Reviews for He keeps yelling
Lillia Jane Marshes chapter 3 . 1/21
Hi, Lillia again! Sorry this review took so long, midterms have been driving me crazy. But let's get started, shall we...
This was a very good chapter, as per usual. There were some typos I noticed, as well as a few grammar and spelling mistakes, but nothing very major. The only thing I think I need to point out specifically is actually just a technical grammar error, but it's something that bugs me when I see it.

"Go sit with your boyfriend, Stumpy lover!" He growled.

After a piece of dialogue, if the first word is a pronoun like he, she, etc., it has to be lowercase. Hope that isn't confusing, I feel like I explained it really badly. As I said, awesome job again. And Amas living with their teacher . . . well, can't wait to see what comes of that! :P
SnowFaith chapter 3 . 1/19
Hmm... There are a couple grammar mistakes here and there and the the whole thing were disabled people are seen as extraterrestrials irks me...

But, overall, this was interesting... It has that horror feel that sends a small shiver through me, and it has a really good plot. I wonder what'll happen to Shaun in the future; the first chapter had me hooked! Update when you can! :)
TaraMcClaine chapter 3 . 1/13
Nice chapter except a typo. That will be weird not wierd. Or maybe Amas is bad with spelling. That is how I interpret.
Lillia Jane Marshes chapter 2 . 12/26/2013
Hi, Lillia again. I was pleased by this chapter as well, but since it is longer I'm afraid I do have a few more things to pick on. In the first paragraph, you use the word imagine twice in a row; it would be better to use a synonym the second time.

'I was sitting at my desk with my head down. The 'Daily Starter' which is what we called the problems the teacher would give us to get our brains going. Our teacher gave us three hours to do this.'
It would be best to combine these sentences, especially since the second one is a fragment. Something like, 'I was sitting at my desk with my head down, glaring at our 'Daily Starter' questions. I had finished them not five minutes after the teacher, [insert name of teacher], gave them to us, but there was still three hours until he would collect them.'

When the teacher is talking about Amas, it seems a little out of place for him to tell no one to complain about changing seats, since at least in my experience that doesn't happen. There is usually just an empty seat filled or added, and taking out that sentence cuts down on unessential dialogue, always a good thing in any story.

There is really no need to describe the configuration of the desks. The reader doesn't need to know exactly how many desks are in the room, and it is only logical that they would face the blackboard. Instead, you could just have the narrator just look around and notice that the only empty seat is next to her, and maybe toss in that bit about the girl Serah moving. (also, the bit about Serah doesn't need to include her last name. If Shaun is a teenager (which is what I'm assuming), she probably wouldn't think about her classmates in terms of first and last names)
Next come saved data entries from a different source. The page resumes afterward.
//! Lifecycle event publishing.
//!
//! The engine never waits on a publish: `publish_detached` hands the event to
//! a spawned task and only logs a failure.

use std::sync::Arc;

use async_trait::async_trait;
use chrono::{DateTime, Utc};
use serde::{Deserialize, Serialize};
use thiserror::Error;
use tracing::{debug, warn};
use uuid::Uuid;

use crate::models::actor::ActorRole;
use crate::models::assignment::AssignmentMode;
use crate::models::delivery::{DeliveryStatus, DeliveryType};
use crate::models::location::GeoPoint;

pub mod broadcast;

pub use broadcast::BroadcastNotifier;

#[derive(Debug, Clone, Serialize, Deserialize)]
#[serde(tag = "event", rename_all = "snake_case")]
pub enum LifecycleEvent {
    Created {
        delivery_id: Uuid,
        delivery_type: DeliveryType,
        final_price: f64,
        at: DateTime<Utc>,
    },
    Assigned {
        delivery_id: Uuid,
        courier_id: Uuid,
        mode: AssignmentMode,
        distance_km: Option<f64>,
        at: DateTime<Utc>,
    },
    StatusChanged {
        delivery_id: Uuid,
        from: DeliveryStatus,
        to: DeliveryStatus,
        actor_role: ActorRole,
        at: DateTime<Utc>,
    },
    LocationUpdated {
        delivery_id: Uuid,
        courier_id: Option<Uuid>,
        location: GeoPoint,
        at: DateTime<Utc>,
    },
}

impl LifecycleEvent {
    pub fn delivery_id(&self) -> Uuid {
        match self {
            LifecycleEvent::Created { delivery_id, .. }
            | LifecycleEvent::Assigned { delivery_id, .. }
            | LifecycleEvent::StatusChanged { delivery_id, .. }
            | LifecycleEvent::LocationUpdated { delivery_id, .. } => *delivery_id,
        }
    }

    pub fn topic(&self) -> String {
        format!("deliveries.{}", self.delivery_id())
    }
}

#[derive(Debug, Error)]
pub enum NotifyError {
    #[error("no subscribers for {0}")]
    NoSubscribers(String),

    #[error("transport error: {0}")]
    Transport(String),
}

#[async_trait]
pub trait Notifier: Send + Sync {
    async fn publish(&self, topic: &str, event: LifecycleEvent) -> Result<(), NotifyError>;
}

/// Fire-and-forget publish. Failures are logged and dropped.
pub fn publish_detached(notifier: &Arc<dyn Notifier>, event: LifecycleEvent) {
    let notifier = Arc::clone(notifier);
    tokio::spawn(async move {
        let topic = event.topic();
        match notifier.publish(&topic, event).await {
            Ok(()) => {}
            Err(NotifyError::NoSubscribers(_)) => debug!(topic = %topic, "no event subscribers"),
            Err(err) => warn!(topic = %topic, error = %err, "lifecycle event not delivered"),
        }
    });
}
use chrono::{DateTime, Utc};
use serde::{Deserialize, Serialize};
use uuid::Uuid;

#[derive(Debug, Clone, Copy, Serialize, Deserialize, PartialEq, Eq)]
pub enum AssignmentMode {
    Manual,
    Automatic,
}

impl AssignmentMode {
    pub fn as_str(self) -> &'static str {
        match self {
            AssignmentMode::Manual => "manual",
            AssignmentMode::Automatic => "automatic",
        }
    }
}

#[derive(Debug, Clone, Serialize, Deserialize)]
pub struct Assignment {
    pub delivery_id: Uuid,
    pub courier_id: Uuid,
    pub mode: AssignmentMode,
    /// Courier-to-pickup distance, when both positions were known.
    pub distance_km: Option<f64>,
    pub attempts: u32,
    pub assigned_at: DateTime<Utc>,
}
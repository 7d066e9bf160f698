use axum::http::StatusCode;
use axum::response::{IntoResponse, Response};
use axum::Json;
use serde_json::json;
use thiserror::Error;
use uuid::Uuid;

use crate::models::actor::ActorRole;
use crate::models::delivery::{DeliveryStatus, VehicleType};
use crate::repository::StoreError;

/// Failures of the delivery lifecycle engine.
#[derive(Debug, Error)]
pub enum DeliveryError {
    #[error("invalid {field}: {reason}")]
    Validation { field: String, reason: String },

    #[error("not found: {0}")]
    NotFound(String),

    #[error("no couriers available")]
    NoAvailableCourier,

    #[error("courier {courier_id} is not eligible: {reason}")]
    CourierNotEligible { courier_id: Uuid, reason: String },

    #[error("assignment conflict: {0}")]
    AssignmentConflict(String),

    #[error("version conflict on {entity} {id}")]
    VersionConflict { entity: String, id: Uuid },

    #[error("{role:?} may not move delivery from {from} to {to}")]
    InvalidTransition {
        from: DeliveryStatus,
        to: DeliveryStatus,
        role: ActorRole,
    },

    #[error("no pricing entry for vehicle type {0}")]
    InvalidVehicleType(VehicleType),

    #[error("location {0} has no coordinates")]
    MissingCoordinates(String),

    #[error("persistence failure: {0}")]
    Persistence(String),
}

impl DeliveryError {
    pub fn validation(field: impl Into<String>, reason: impl Into<String>) -> Self {
        DeliveryError::Validation {
            field: field.into(),
            reason: reason.into(),
        }
    }

    /// Lost a race; the caller may re-read and retry.
    pub fn is_conflict(&self) -> bool {
        matches!(
            self,
            DeliveryError::AssignmentConflict(_) | DeliveryError::VersionConflict { .. }
        )
    }
}

impl From<StoreError> for DeliveryError {
    fn from(err: StoreError) -> Self {
        match err {
            StoreError::NotFound { entity, id } => {
                DeliveryError::NotFound(format!("{entity} {id} not found"))
            }
            StoreError::VersionConflict { entity, id, .. } => DeliveryError::VersionConflict {
                entity: entity.to_string(),
                id,
            },
            StoreError::CourierUnavailable(id) => {
                DeliveryError::AssignmentConflict(format!("courier {id} was taken concurrently"))
            }
            StoreError::Backend(msg) => DeliveryError::Persistence(msg),
        }
    }
}

/// Errors surfaced by the binary and the HTTP adapter.
#[derive(Debug, Error)]
pub enum AppError {
    #[error(transparent)]
    Delivery(#[from] DeliveryError),

    #[error("bad request: {0}")]
    BadRequest(String),

    #[error("internal error: {0}")]
    Internal(String),
}

impl From<StoreError> for AppError {
    fn from(err: StoreError) -> Self {
        AppError::Delivery(err.into())
    }
}

impl IntoResponse for AppError {
    fn into_response(self) -> Response {
        let status = match &self {
            AppError::Delivery(err) => match err {
                DeliveryError::Validation { .. }
                | DeliveryError::InvalidVehicleType(_)
                | DeliveryError::MissingCoordinates(_) => StatusCode::BAD_REQUEST,
                DeliveryError::NotFound(_) => StatusCode::NOT_FOUND,
                DeliveryError::CourierNotEligible { .. }
                | DeliveryError::AssignmentConflict(_)
                | DeliveryError::VersionConflict { .. } => StatusCode::CONFLICT,
                DeliveryError::InvalidTransition { .. } => StatusCode::UNPROCESSABLE_ENTITY,
                DeliveryError::NoAvailableCourier => StatusCode::SERVICE_UNAVAILABLE,
                DeliveryError::Persistence(_) => StatusCode::INTERNAL_SERVER_ERROR,
            },
            AppError::BadRequest(_) => StatusCode::BAD_REQUEST,
            AppError::Internal(_) => StatusCode::INTERNAL_SERVER_ERROR,
        };

        let body = Json(json!({
            "error": self.to_string()
        }));

        (status, body).into_response()
    }
}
And the last thing just really bugs me in general. I don't know if you're going to be making a big point of this. 'I know it seems childish for being afraid of someone with a disability, but I had been raised like everyone else was. If he's different, he's a monster.' In no way, shape, or form is everyone raised like this. Is there something about Shaun's school or area in particular that make her prejudiced against disabled people? Is it a cultural thing where she lives? Because this statement just really, really bugs me . . . and I am going to force myself not to start ranting now.
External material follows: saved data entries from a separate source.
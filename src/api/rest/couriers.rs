use std::sync::Arc;

use axum::extract::{Path, State};
use axum::routing::{patch, post};
use axum::Json;
use axum::Router;
use serde::Deserialize;
use uuid::Uuid;

use crate::engine::roster::RegisterCourierRequest;
use crate::error::AppError;
use crate::models::courier::{Courier, DriverStatus};
use crate::models::location::GeoPoint;
use crate::state::AppState;

pub fn router() -> Router<Arc<AppState>> {
    Router::new()
        .route("/couriers", post(create_courier).get(list_couriers))
        .route("/couriers/:id/status", patch(update_courier_status))
        .route("/couriers/:id/location", patch(update_courier_location))
}

#[derive(Deserialize)]
pub struct UpdateStatusRequest {
    pub status: DriverStatus,
}

#[derive(Deserialize)]
pub struct UpdateLocationRequest {
    pub location: GeoPoint,
}

async fn create_courier(
    State(state): State<Arc<AppState>>,
    Json(payload): Json<RegisterCourierRequest>,
) -> Result<Json<Courier>, AppError> {
    Ok(Json(state.roster.register(payload).await?))
}

async fn list_couriers(State(state): State<Arc<AppState>>) -> Result<Json<Vec<Courier>>, AppError> {
    Ok(Json(state.roster.list().await?))
}

async fn update_courier_status(
    State(state): State<Arc<AppState>>,
    Path(id): Path<Uuid>,
    Json(payload): Json<UpdateStatusRequest>,
) -> Result<Json<Courier>, AppError> {
    Ok(Json(state.roster.set_status(id, payload.status).await?))
}

async fn update_courier_location(
    State(state): State<Arc<AppState>>,
    Path(id): Path<Uuid>,
    Json(payload): Json<UpdateLocationRequest>,
) -> Result<Json<Courier>, AppError> {
    if !(-90.0..=90.0).contains(&payload.location.lat)
        || !(-180.0..=180.0).contains(&payload.location.lng)
    {
        return Err(AppError::BadRequest(
            "location is outside valid coordinate ranges".to_string(),
        ));
    }

    Ok(Json(state.roster.relocate(id, payload.location).await?))
}
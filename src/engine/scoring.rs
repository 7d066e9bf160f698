use std::cmp::Ordering;

use crate::geo::DistanceEstimator;
use crate::models::courier::Courier;
use crate::models::location::GeoPoint;

#[derive(Debug, Clone)]
pub struct Candidate {
    pub courier: Courier,
    pub distance_km: f64,
}

/// Orders couriers by distance to the pickup, nearest first. Equal distances
/// go to the courier whose position was reported most recently. Couriers
/// with no known position cannot be ranked and are left out.
pub fn rank_candidates(
    couriers: Vec<Courier>,
    pickup: &GeoPoint,
    estimator: &dyn DistanceEstimator,
) -> Vec<Candidate> {
    let mut candidates: Vec<Candidate> = couriers
        .into_iter()
        .filter_map(|courier| {
            let position = courier.location?;
            let distance_km = estimator.distance_km(&position, pickup);
            Some(Candidate {
                courier,
                distance_km,
            })
        })
        .collect();

    candidates.sort_by(compare_candidates);
    candidates
}

pub fn compare_candidates(a: &Candidate, b: &Candidate) -> Ordering {
    a.distance_km
        .total_cmp(&b.distance_km)
        .then_with(|| b.courier.location_updated_at.cmp(&a.courier.location_updated_at))
}

#[cfg(test)]
mod tests {
    use chrono::{Duration, Utc};
    use uuid::Uuid;

    use super::rank_candidates;
    use crate::geo::{haversine_km, Haversine};
    use crate::models::courier::{Courier, DriverStatus};
    use crate::models::delivery::VehicleType;
    use crate::models::location::GeoPoint;

    const PICKUP: GeoPoint = GeoPoint {
        lat: 4.0511,
        lng: 9.7679,
    };

    fn courier(id_seed: u128, location: Option<GeoPoint>, seconds_ago: i64) -> Courier {
        let now = Utc::now();
        Courier {
            id: Uuid::from_u128(id_seed),
            name: "test-courier".to_string(),
            status: DriverStatus::Available,
            vehicle_type: VehicleType::Motorcycle,
            location,
            location_updated_at: Some(now - Duration::seconds(seconds_ago)),
            profile_complete: true,
            vehicle_documents_complete: true,
            version: 1,
            updated_at: now,
        }
    }

    /// A point `km` kilometres due north of the pickup.
    fn north_of_pickup(km: f64) -> GeoPoint {
        GeoPoint {
            lat: PICKUP.lat + km / 111.195,
            lng: PICKUP.lng,
        }
    }

    #[test]
    fn nearest_courier_ranks_first() {
        let one_km = north_of_pickup(1.0);
        let three_km = north_of_pickup(3.0);
        assert!((haversine_km(&one_km, &PICKUP) - 1.0).abs() < 0.01);

        let ranked = rank_candidates(
            vec![courier(3, Some(three_km), 0), courier(1, Some(one_km), 0)],
            &PICKUP,
            &Haversine,
        );

        assert_eq!(ranked[0].courier.id, Uuid::from_u128(1));
        assert!(ranked[0].distance_km < ranked[1].distance_km);
    }

    #[test]
    fn tie_goes_to_freshest_position() {
        let spot = north_of_pickup(2.0);

        let ranked = rank_candidates(
            vec![courier(1, Some(spot), 300), courier(2, Some(spot), 5)],
            &PICKUP,
            &Haversine,
        );

        assert_eq!(ranked[0].courier.id, Uuid::from_u128(2));
    }

    #[test]
    fn couriers_without_position_are_skipped() {
        let ranked = rank_candidates(
            vec![courier(1, None, 0), courier(2, Some(north_of_pickup(9.0)), 0)],
            &PICKUP,
            &Haversine,
        );

        assert_eq!(ranked.len(), 1);
        assert_eq!(ranked[0].courier.id, Uuid::from_u128(2));
    }
}
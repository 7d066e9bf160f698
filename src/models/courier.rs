use chrono::{DateTime, Utc};
use serde::{Deserialize, Serialize};
use uuid::Uuid;

use crate::models::delivery::VehicleType;
use crate::models::location::GeoPoint;

#[derive(Debug, Clone, Copy, Serialize, Deserialize, PartialEq, Eq)]
pub enum DriverStatus {
    Offline,
    Online,
    Busy,
    Available,
}

impl DriverStatus {
    pub fn accepts_work(self) -> bool {
        matches!(self, DriverStatus::Online | DriverStatus::Available)
    }
}

#[derive(Debug, Clone, Serialize, Deserialize)]
pub struct Courier {
    pub id: Uuid,
    pub name: String,
    pub status: DriverStatus,
    pub vehicle_type: VehicleType,
    pub location: Option<GeoPoint>,
    pub location_updated_at: Option<DateTime<Utc>>,
    pub profile_complete: bool,
    pub vehicle_documents_complete: bool,
    pub version: u64,
    pub updated_at: DateTime<Utc>,
}

impl Courier {
    pub fn documents_complete(&self) -> bool {
        self.profile_complete && self.vehicle_documents_complete
    }

    /// Status and paperwork allow the courier to take a delivery.
    pub fn is_eligible(&self) -> bool {
        self.status.accepts_work() && self.documents_complete()
    }

    /// Vehicle class and payload ceiling cover what the delivery needs.
    pub fn can_carry(&self, required: VehicleType, payload_kg: Option<f64>) -> bool {
        if self.vehicle_type < required {
            return false;
        }

        match payload_kg {
            Some(weight) => weight <= self.vehicle_type.max_payload_kg(),
            None => true,
        }
    }
}

#[cfg(test)]
mod tests {
    use chrono::Utc;
    use uuid::Uuid;

    use super::{Courier, DriverStatus};
    use crate::models::delivery::VehicleType;

    fn courier(status: DriverStatus, vehicle_type: VehicleType) -> Courier {
        Courier {
            id: Uuid::new_v4(),
            name: "test-courier".to_string(),
            status,
            vehicle_type,
            location: None,
            location_updated_at: None,
            profile_complete: true,
            vehicle_documents_complete: true,
            version: 1,
            updated_at: Utc::now(),
        }
    }

    #[test]
    fn busy_and_offline_couriers_are_not_eligible() {
        assert!(courier(DriverStatus::Online, VehicleType::Car).is_eligible());
        assert!(courier(DriverStatus::Available, VehicleType::Car).is_eligible());
        assert!(!courier(DriverStatus::Busy, VehicleType::Car).is_eligible());
        assert!(!courier(DriverStatus::Offline, VehicleType::Car).is_eligible());
    }

    #[test]
    fn missing_documents_block_eligibility() {
        let mut c = courier(DriverStatus::Online, VehicleType::Car);
        c.vehicle_documents_complete = false;
        assert!(!c.is_eligible());
    }

    #[test]
    fn larger_vehicle_can_carry_smaller_class() {
        let van = courier(DriverStatus::Online, VehicleType::Van);
        assert!(van.can_carry(VehicleType::Motorcycle, Some(15.0)));

        let moto = courier(DriverStatus::Online, VehicleType::Motorcycle);
        assert!(!moto.can_carry(VehicleType::Car, None));
        assert!(!moto.can_carry(VehicleType::Motorcycle, Some(25.0)));
    }
}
Good chapter. In general, just try to combine sentences more in some places and cut down on run-ons and over explaining things in others.
LJM
Lillia Jane Marshes chapter 1 . 12/26/2013
Hi, Lilllia here to review your story. I was drawn in by your summary (and just a little bit by your username-it made me smile), and I've been looking for a good supernatural/mystery story for a while now. Your first chapter shows promise, and I like that it is devoted simply to a warning to stay away, while inevitably drawing you in all the same. I have a few suggestions, but overall I simply can't wait to read your next chapter.
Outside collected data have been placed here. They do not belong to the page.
use uuid::Uuid;

use super::{endpoints, new_delivery, CreateDeliveryRequest, DeliveryCreator, Draft, DraftDetails};
use crate::error::DeliveryError;
use crate::models::delivery::DeliveryType;
use crate::models::variant::Package;
use crate::pricing::VariantExtras;

pub const STANDARD_MAX_WEIGHT_KG: f64 = 50.0;
pub const EXPRESS_MAX_WEIGHT_KG: f64 = 30.0;
const MAX_DESCRIPTION_LEN: usize = 500;

/// Standard and Express deliveries carry one package and differ only in
/// weight ceiling, speed and rate table.
pub(super) fn plan(
    creator: &DeliveryCreator,
    client_id: Uuid,
    request: &CreateDeliveryRequest,
) -> Result<Draft, DeliveryError> {
    let variant = request.delivery_type;
    let info = request.package_info.as_ref().ok_or_else(|| {
        DeliveryError::validation(
            "package_info",
            format!("required for {} deliveries", variant.as_str()),
        )
    })?;

    let (ceiling, extras) = match variant {
        DeliveryType::Express => (EXPRESS_MAX_WEIGHT_KG, VariantExtras::Express),
        _ => (STANDARD_MAX_WEIGHT_KG, VariantExtras::Standard),
    };

    if !info.weight_kg.is_finite() || info.weight_kg <= 0.0 {
        return Err(DeliveryError::validation(
            "package_info.weight_kg",
            "must be greater than zero",
        ));
    }
    if info.weight_kg > ceiling {
        return Err(DeliveryError::validation(
            "package_info.weight_kg",
            format!("{} deliveries accept at most {ceiling} kg", variant.as_str()),
        ));
    }

    let vehicle_limit = request.vehicle_type.max_payload_kg();
    if info.weight_kg > vehicle_limit {
        return Err(DeliveryError::validation(
            "package_info.weight_kg",
            format!("a {} carries at most {vehicle_limit} kg", request.vehicle_type),
        ));
    }

    let description = info
        .description
        .as_deref()
        .map(str::trim)
        .filter(|text| !text.is_empty())
        .map(str::to_string);
    if description
        .as_ref()
        .is_some_and(|text| text.len() > MAX_DESCRIPTION_LEN)
    {
        return Err(DeliveryError::validation(
            "package_info.description",
            format!("must be at most {MAX_DESCRIPTION_LEN} characters"),
        ));
    }

    let (pickup, dropoff) = endpoints(request);
    let route = creator.route(&pickup, &dropoff, variant);
    let price = creator.pricing().calculate(
        request.vehicle_type,
        route.pricing_distance(creator.settings().default_distance_km),
        request.waiting_min,
        extras,
        request.promo_discount,
    )?;

    let delivery = new_delivery(
        client_id,
        request,
        &pickup,
        &dropoff,
        route,
        Some(info.weight_kg),
        price,
    );
    let package = Package {
        id: Uuid::new_v4(),
        delivery_id: delivery.id,
        weight_kg: info.weight_kg,
        description,
        fragile: info.fragile,
    };

    Ok(Draft {
        delivery,
        pickup,
        dropoff,
        zone_locations: Vec::new(),
        details: DraftDetails::Package(package),
    })
}

#[cfg(test)]
mod tests {
    use uuid::Uuid;

    use crate::engine::creation::fixtures::{creator, request};
    use crate::engine::creation::DraftDetails;
    use crate::error::DeliveryError;
    use crate::models::delivery::{DeliveryType, VehicleType};

    fn field_of(err: DeliveryError) -> String {
        match err {
            DeliveryError::Validation { field, .. } => field,
            other => panic!("expected validation error, got {other:?}"),
        }
    }

    #[test]
    fn standard_accepts_fifty_kilograms_on_a_car() {
        let (_, creator) = creator();
        let mut req = request(DeliveryType::Standard);
        req.vehicle_type = VehicleType::Car;
        req.package_info.as_mut().unwrap().weight_kg = 50.0;

        let draft = creator.plan(Uuid::new_v4(), &req).unwrap();
        assert_eq!(draft.delivery.payload_kg, Some(50.0));
        assert!(matches!(draft.details, DraftDetails::Package(ref p) if p.weight_kg == 50.0));
    }

    #[test]
    fn express_rejects_more_than_thirty_kilograms() {
        let (_, creator) = creator();
        let mut req = request(DeliveryType::Express);
        req.vehicle_type = VehicleType::Car;
        req.package_info.as_mut().unwrap().weight_kg = 31.0;

        let err = creator.plan(Uuid::new_v4(), &req).unwrap_err();
        assert_eq!(field_of(err), "package_info.weight_kg");
    }

    #[test]
    fn zero_weight_is_rejected() {
        let (_, creator) = creator();
        let mut req = request(DeliveryType::Standard);
        req.package_info.as_mut().unwrap().weight_kg = 0.0;

        let err = creator.plan(Uuid::new_v4(), &req).unwrap_err();
        assert_eq!(field_of(err), "package_info.weight_kg");
    }

    #[test]
    fn motorcycle_payload_limit_applies() {
        let (_, creator) = creator();
        let mut req = request(DeliveryType::Standard);
        req.package_info.as_mut().unwrap().weight_kg = 25.0;

        let err = creator.plan(Uuid::new_v4(), &req).unwrap_err();
        assert_eq!(field_of(err), "package_info.weight_kg");
    }

    #[test]
    fn package_is_required() {
        let (_, creator) = creator();
        let mut req = request(DeliveryType::Express);
        req.package_info = None;

        let err = creator.plan(Uuid::new_v4(), &req).unwrap_err();
        assert_eq!(field_of(err), "package_info");
    }

    #[test]
    fn express_on_a_truck_has_no_rate() {
        let (_, creator) = creator();
        let mut req = request(DeliveryType::Express);
        req.vehicle_type = VehicleType::Truck;

        let err = creator.plan(Uuid::new_v4(), &req).unwrap_err();
        assert!(matches!(err, DeliveryError::InvalidVehicleType(VehicleType::Truck)));
    }

    #[test]
    fn express_is_faster_and_dearer_than_standard() {
        let (_, creator) = creator();
        let standard = creator
            .plan(Uuid::new_v4(), &request(DeliveryType::Standard))
            .unwrap();
        let express = creator
            .plan(Uuid::new_v4(), &request(DeliveryType::Express))
            .unwrap();

        assert!(express.delivery.final_price > standard.delivery.final_price);
        assert!(express.delivery.duration_min <= standard.delivery.duration_min);
        assert_eq!(express.delivery.distance_km, standard.delivery.distance_km);
    }
}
The first thing is just a grammatical error. In the third sentence of the piece 'If they ever find out we are dead.', it flows better to put a comma between 'out' and 'we'. The first time I read it I thought it meant that the people writing were dead, which confused me a bit. A small nitpick, but I am a bit of a comma freak! :)

'Exit this. Close it. Leave it alone if you wish.' Following the theme that you're sticking with, that the writers truly don't want anyone to read this, it may be better to take out the 'if you wish.' Make it an order, and it will stick in the reader's mind more.

Your very last sentence feels a little off to me. Personally, I feel it would be more dramatic to end with simply 'We are sorry.' since you just repeated it several times, adding to the tension.

Again, I really like this so far. Continue your good work, Almalalalala!
LJM
The mighty Belial chapter 1 . 12/26/2013
Bring it on.
JasmineHoran chapter 1 . 12/26/2013
Wow, interesting start! :D
TaraMcClaine chapter 1 . 12/26/2013
Okay! Bring it on! I am warned. But I am gonna take a chance :p On to the next chapter Almalalalala!